Au moins quatre jeunes manifestants et un gendarme ont été tués lundi en Guinée dans des heurts entre les forces de sécurité massivement déployées dans la capitale Conakry et des milliers d’opposants à un troisième mandat de l’actuel président Alpha Condé, ont indiqué des proches et le gouvernement.

Cette journée de mobilisation à l’appel d’un collectif farouchement opposé à une révision de la Constitution qui servirait les desseins prêtés à M. Condé s’annonçait à hauts risques dans un pays en pleine crise politique où les manifestations donnent régulièrement lieu à des effusions de sang.

Les craintes se sont confirmées, nourrissant l’inquiétude dans l‘éventualité où Condé, 81 ans, confirmerait son intention de briguer un troisième mandat fin 2020.
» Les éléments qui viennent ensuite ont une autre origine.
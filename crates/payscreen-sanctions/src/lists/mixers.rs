use crate::lists::{ListMetadata, SanctionsList};
use once_cell::sync::Lazy;
use std::collections::HashSet;

/// Well-known mixer and privacy-pool contract addresses.
///
/// Any wallet that has ever transacted with one of these is treated as a
/// high-risk counterparty. The built-in set covers the Tornado Cash
/// deployments that dominate mixer volume on EVM chains.
static KNOWN_MIXERS: Lazy<Vec<&'static str>> = Lazy::new(|| {
    vec![
        // Tornado Cash proxy/router
        "0x722122df12d4e14e13ac3b6895a86e84145b6967",
        "0xd90e2f925da726b50c4ed8d0fb90ad053324f31b",
        // Tornado Cash ETH pools (0.1, 1, 10, 100)
        "0x12d66f87a04a9e220743712ce6d9bb1b5616b8fc",
        "0x47ce0c6ed5b0ce3d3a51fdb1c52dc66a7c3c2936",
        "0x910cbd523d972eb0a6f4cae4618ad62622b39dbf",
        "0xa160cdab225685da1d56aa342ad8841c3b53f291",
        // Tornado Cash DAI pools
        "0xd4b88df4d29f5cedd6857912842cff3b20c8cfa3",
        "0xfd8610d20aa15b7b2e3be39b396a1bc3516c7144",
    ]
});

/// Registry of known mixer contracts.
///
/// Ships with a built-in set and accepts additional entries for deployments
/// that track chain-specific pools.
#[derive(Debug, Clone)]
pub struct MixerRegistry {
    addresses: HashSet<String>,
}

impl MixerRegistry {
    /// Registry seeded with the built-in mixer set.
    pub fn with_defaults() -> Self {
        let addresses = KNOWN_MIXERS.iter().map(|a| a.to_string()).collect();
        Self { addresses }
    }

    pub fn empty() -> Self {
        Self {
            addresses: HashSet::new(),
        }
    }

    /// Register an additional mixer contract address.
    pub fn insert(&mut self, address: &str) {
        let normalized = address.to_lowercase().trim().to_string();
        if !normalized.is_empty() {
            self.addresses.insert(normalized);
        }
    }

    /// The full address set, for interaction checks against transaction history.
    pub fn address_set(&self) -> &HashSet<String> {
        &self.addresses
    }
}

impl SanctionsList for MixerRegistry {
    fn is_listed(&self, address: &str) -> bool {
        self.addresses.contains(&address.to_lowercase().trim().to_string())
    }

    fn metadata(&self) -> ListMetadata {
        ListMetadata {
            name: "known_mixers".to_string(),
            record_count: self.addresses.len(),
            last_updated: None,
            checksum: None,
            source: "built-in".to_string(),
        }
    }

    fn total_addresses(&self) -> usize {
        self.addresses.len()
    }
}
Quatre jeunes sont morts sous les balles tirées par les forces de l’ordre dans la capitale, ont rapporté un médecin et des proches. Le gouvernement a pour sa part fait état d’un gendarme tué par balle dans la ville de Mamou, à l’est de Conakry, et d’un habitant tué dans la capitale dans des circonstances qui “restent à élucider”.

Selon son père Tély Oury Bah, l’un des manifestants tués, Mamadou Lamarana Bah, “a été froidement abattu par un agent de la force publique, armé par l’Etat guinéen”.

“Je ne peux même pas aller voir le corps à la morgue de l’hôpital puisqu’il n’y a pas de passage, les routes sont bloquées”, s’est ému le père.

La quasi-totalité des quartiers périphériques de Conakry a été la proie d’affrontements entre petits groupes éclatés dressant des barricades, incendiant des pneus, lançant des pierres, et des centaines de policiers et gendarmes répliquant par des tirs de gaz lacrymogène et de grenades assourdissantes, mais aussi à balle réelle, a rapporté un correspondant de l’AFP.

Le centre, siège de la présidence, des ministères et des ambassades, placé sous protection, présentait un air de ville fantôme avec ses magasins fermés.

Le gouvernement a déclaré que la mobilisation était illégale faute de déclaration préalable. Il avait prévenu qu’il ne céderait “pas le moindre centimètre carré au règne de l’anarchie”.

“Quelques échauffourées”

L’opposition a justifié l’absence d’une telle déclaration par l’existence depuis juillet 2018 d’une interdiction officieuse de toute protestation des adversaires du gouvernement.

Les activités étaient paralysées dans plusieurs autres villes où les écoles ont renvoyé les élèves chez eux, ont indiqué des habitants et des journalistes sur place.

Le ministre de l’Intérieur, le général Bouréma Condé, a indiqué que la mobilisation s‘était limitée à “quelques regroupements et échauffourées”, marqués par des “actes d’incivisme (…) mettant en péril la vie de nos concitoyens”.

Plusieurs personnes ont été arrêtées, “les forces de l’ordre maîtrisent globalement la situation et le calme règne sur la majorité du pays”, a-t-il dit dans un communiqué.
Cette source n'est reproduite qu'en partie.